So it’s the third trimester….the “home stretch” as every single person I speak to keeps calling it. Calling this time of pregnancy the “home stretch” is totally appropriate though. Really it’s a stretch in every sense. Your tummy is stretching barely able to keep up with this growing baby and feels like it couldn’t possibly stretch more (but it can and it will, not to worry or at least that’s what everyone tells me). Also, just about every thing you try to do feels like a stretch because your body is limited by this soccer ball in the middle of it. That ball doesn’t bend in half like your tummy used to (back when you had a waist and not a person growing there). You’re unable to sleep through the night (if at all) and so just getting through the day and doing “normal” things feels like a serious stretch of what energy you have left. Then there’s the mental part of the stretch because you’ve got “pregnancy brain” and are suddenly quite forgetful and absent minded, so trying to get through making a to do list or getting everything done in one day seems like a mental stretch (one that sometimes doesn’t quite touch it’s toes). Also your hormones are getting a little out of control again and now you’re just playing catch up with them constantly.
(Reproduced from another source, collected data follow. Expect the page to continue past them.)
use super::builder::{QueryBuilder, RowSource};
use super::filter::OrderDirection;
use super::predicate::{CompareOp, Predicate};
use regex::{Regex, RegexBuilder};
use serde_json::{Map, Value};
use std::cmp::Ordering;

/// Query builder evaluating predicates over in-memory JSON rows.
///
/// Comparisons are numeric when both sides parse as finite numbers and
/// textual otherwise. Ordering puts NULL first, then numbers, then text. `LIKE` is case-insensitive with `%` and `_` wildcards. A missing
/// key reads as NULL, and NULL never satisfies a comparison.
#[derive(Debug, Clone)]
pub struct MemoryQuery {
    columns: Vec<String>,
    rows: Vec<Map<String, Value>>,
    wheres: Vec<Predicate>,
    order: Option<(String, OrderDirection)>,
}

impl MemoryQuery {
    pub fn new<S: AsRef<str>>(columns: &[S], rows: Vec<Map<String, Value>>) -> Self {
        Self {
            columns: columns.iter().map(|c| c.as_ref().to_string()).collect(),
            rows,
            wheres: Vec::new(),
            order: None,
        }
    }

    /// Build from a JSON array of objects; non-object entries are dropped.
    ///
    /// Columns are the union of the object keys, in first-seen order.
    pub fn from_json(rows: Vec<Value>) -> Self {
        let rows: Vec<Map<String, Value>> = rows
            .into_iter()
            .filter_map(|row| match row {
                Value::Object(map) => Some(map),
                _ => None,
            })
            .collect();
        let mut columns: Vec<String> = Vec::new();
        for row in &rows {
            for key in row.keys() {
                if !columns.contains(key) {
                    columns.push(key.clone());
                }
            }
        }
        Self::new(&columns, rows)
    }

    pub fn predicates(&self) -> &[Predicate] {
        &self.wheres
    }

    fn matching(&self) -> Vec<&Map<String, Value>> {
        let mut rows: Vec<&Map<String, Value>> = self
            .rows
            .iter()
            .filter(|row| self.wheres.iter().all(|p| matches(row, p)))
            .collect();
        if let Some((column, direction)) = &self.order {
            let mut keyed: Vec<(Option<String>, &Map<String, Value>)> =
                rows.into_iter().map(|row| (text(row, column), row)).collect();
            keyed.sort_by(|(a, _), (b, _)| {
                let ord = SortKey::of(a.as_deref()).compare(&SortKey::of(b.as_deref()));
                match direction {
                    OrderDirection::Asc => ord,
                    OrderDirection::Desc => ord.reverse(),
                }
            });
            rows = keyed.into_iter().map(|(_, row)| row).collect();
        }
        rows
    }
}

impl QueryBuilder for MemoryQuery {
    fn has_column(&self, column: &str) -> bool {
        self.columns.iter().any(|c| c == column)
    }

    fn and_where(&mut self, predicate: Predicate) {
        self.wheres.push(predicate);
    }

    fn order_by(&mut self, column: &str, direction: OrderDirection) {
        self.order = Some((column.to_string(), direction));
    }
}

impl RowSource for MemoryQuery {
    fn count(&self) -> u64 {
        self.matching().len() as u64
    }

    fn fetch(&self, columns: &[String], window: Option<(u64, u64)>) -> Vec<Value> {
        let rows = self.matching();
        let (offset, limit) = window.unwrap_or((0, u64::MAX));
        rows.into_iter()
            .skip(usize::try_from(offset).unwrap_or(usize::MAX))
            .take(usize::try_from(limit).unwrap_or(usize::MAX))
            .map(|row| Value::Object(project(row, columns)))
            .collect()
    }
}

fn project(row: &Map<String, Value>, columns: &[String]) -> Map<String, Value> {
    if columns.is_empty() || columns.iter().any(|c| c == "*") {
        return row.clone();
    }
    columns
        .iter()
        .filter_map(|c| row.get(c).map(|v| (c.clone(), v.clone())))
        .collect()
}

/// Text form of a cell; `None` for NULL or missing
fn text(row: &Map<String, Value>, column: &str) -> Option<String> {
    match row.get(column)? {
        Value::Null => None,
        Value::String(s) => Some(s.clone()),
        Value::Bool(b) => Some(if *b { "1" } else { "0" }.to_string()),
        other => Some(other.to_string()),
    }
}

/// Finite numeric value of a cell; `NaN` and infinities stay text
fn number(cell: &str) -> Option<f64> {
    cell.trim().parse::<f64>().ok().filter(|n| n.is_finite())
}

/// Filter comparison: numeric when both sides are numbers, textual otherwise
fn compare_values(left: &str, right: &str) -> Ordering {
    match (number(left), number(right)) {
        (Some(l), Some(r)) => l.total_cmp(&r),
        _ => left.cmp(right),
    }
}

/// ORDER BY key. A total order: NULL < numbers < text.
#[derive(Debug, Clone, Copy)]
enum SortKey<'a> {
    Null,
    Number(f64),
    Text(&'a str),
}

impl<'a> SortKey<'a> {
    fn of(cell: Option<&'a str>) -> Self {
        match cell {
            None => SortKey::Null,
            Some(s) => number(s).map_or(SortKey::Text(s), SortKey::Number),
        }
    }

    fn rank(&self) -> u8 {
        match self {
            SortKey::Null => 0,
            SortKey::Number(_) => 1,
            SortKey::Text(_) => 2,
        }
    }

    fn compare(&self, other: &Self) -> Ordering {
        match (self, other) {
            (SortKey::Number(a), SortKey::Number(b)) => a.total_cmp(b),
            (SortKey::Text(a), SortKey::Text(b)) => a.cmp(b),
            _ => self.rank().cmp(&other.rank()),
        }
    }
}

/// Translate a SQL LIKE pattern into an anchored, case-insensitive regex
pub fn like_regex(pattern: &str) -> Option<Regex> {
    let mut source = String::from("^");
    for c in pattern.chars() {
        match c {
            '%' => source.push_str(".*"),
            '_' => source.push('.'),
            other => source.push_str(&regex::escape(&other.to_string())),
        }
    }
    source.push('$');
    RegexBuilder::new(&source)
        .case_insensitive(true)
        .dot_matches_new_line(true)
        .build()
        .ok()
}

fn matches(row: &Map<String, Value>, predicate: &Predicate) -> bool {
    match predicate {
        Predicate::Compare { column, op, value } => {
            let Some(cell) = text(row, column) else {
                return false;
            };
            match op {
                CompareOp::Like => like_regex(value).is_some_and(|re| re.is_match(&cell)),
                CompareOp::Eq => compare_values(&cell, value) == Ordering::Equal,
                CompareOp::Gt => compare_values(&cell, value) == Ordering::Greater,
                CompareOp::Lt => compare_values(&cell, value) == Ordering::Less,
                CompareOp::Gte => compare_values(&cell, value) != Ordering::Less,
                CompareOp::Lte => compare_values(&cell, value) != Ordering::Greater,
            }
        }
        Predicate::In { column, values } => text(row, column)
            .is_some_and(|cell| values.iter().any(|v| compare_values(&cell, v) == Ordering::Equal)),
        Predicate::NotIn { column, values } => text(row, column)
            .is_some_and(|cell| values.iter().all(|v| compare_values(&cell, v) != Ordering::Equal)),
        Predicate::Between { column, low, high } => text(row, column).is_some_and(|cell| {
            compare_values(&cell, low) != Ordering::Less
                && compare_values(&cell, high) != Ordering::Greater
        }),
        Predicate::IsNull(column) => text(row, column).is_none(),
        Predicate::NotNull(column) => text(row, column).is_some(),
        Predicate::And(inner) => inner.iter().all(|p| matches(row, p)),
        Predicate::Or(inner) => inner.iter().any(|p| matches(row, p)),
    }
}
I’ve been a little quiet lately because in my home stretch my migraines have picked back up and have really been kicking my pregnant butt on the daily. On the days I don’t have a really bad headache, I usually have a medium one and am exhausted from the day of migraine prior. I’m not sleeping through most nights because of back pain and tummy pain (my stretching tummy is killing me around the belly button, which I found out is my stomach muscles stretching apart down the middle of my tummy to make room baby’s growing body). The tossing and turning and trying to get comfy all night leaves me pretty tired during most days. Then there’s the really wonderful reason for being tired….the baby thinks night time is time to dance, party, twist turn and kick the sh-t out of me! I can only say that I may be looking at the clock at 3am thinking…really? But, I’m smiling because I love feeling her it makes me so happy. It’s on some other level of amazing every single time. Then there’s the necessity of eating which is something I often want to do but man whenever I do it now- hellllloooo indigestion!!! I have never really experienced anything quite like it. It feels like the food I ate is sitting in my chest and can’t move and it hurts and makes eating hard. That said I have to eat and feed this baby so I just get it done, try to make it healthy and eat less at a time as slow as I can to help things along. Popping Tums is helpful but doesn’t seem to do that much. It’s just a part of the home stretch for me (and I know many other moms to be too). Oh and then there’s needing pee all the time and the bladder pressure of the baby- but I’m pretty used to that now. I chalk all this stuff up to being in the home stretch and third trimester and so I’m not feeling all “poor me this is sooo hard” but more like….”58 days and counting until I meet my daughter and I can hardly wait.”
The one thing (other than sex, which I highly recommend to all pregnant, tired and maybe a little stressed out ladies) that has brought me relief from all the above is my prenatal massages. One of the massage therapists told me to look up what my internal organs look like in the third trimester- that it would make a lot of what I’m experiencing make much more sense. She is right! As you can see from the photo above…things are in places they normally wouldn’t be and many of the home stretch and third trimester aches and pains are explained just by looking at this photo. I mean- check out where the stomach is for example?!? Wowzer! Also, if you ARE pregnant I suggest you share this photo with your partner because it will help them understand things a lot too. We had a good laugh about everything when I showed it to my hubby. Someone can tell you your organs are all messed up but there’s something about the visual! Wooo baby!
So it’s all stretching and it’s almost time for the baby to come home…try to do what I’m doing and enjoy the moments you can, focus on the happy times and the feel good movements of your baby, of the excitement of starting to set up your nursery, of watching and feeling your baby get the hiccups for the first time, of that look on your partners face when he feels the baby going nuts inside you. Soak it all up because soon enough, life is going to change forever and if you’re like me, you know these moments matter while it’s still just you two. Even if you don’t feel well, there’s still joy here because no matter what even in the worst migraine ridden, exhausted and overly hormonal day…at the end of this home stretch is your baby in your arms and you can always think of that, for smiles.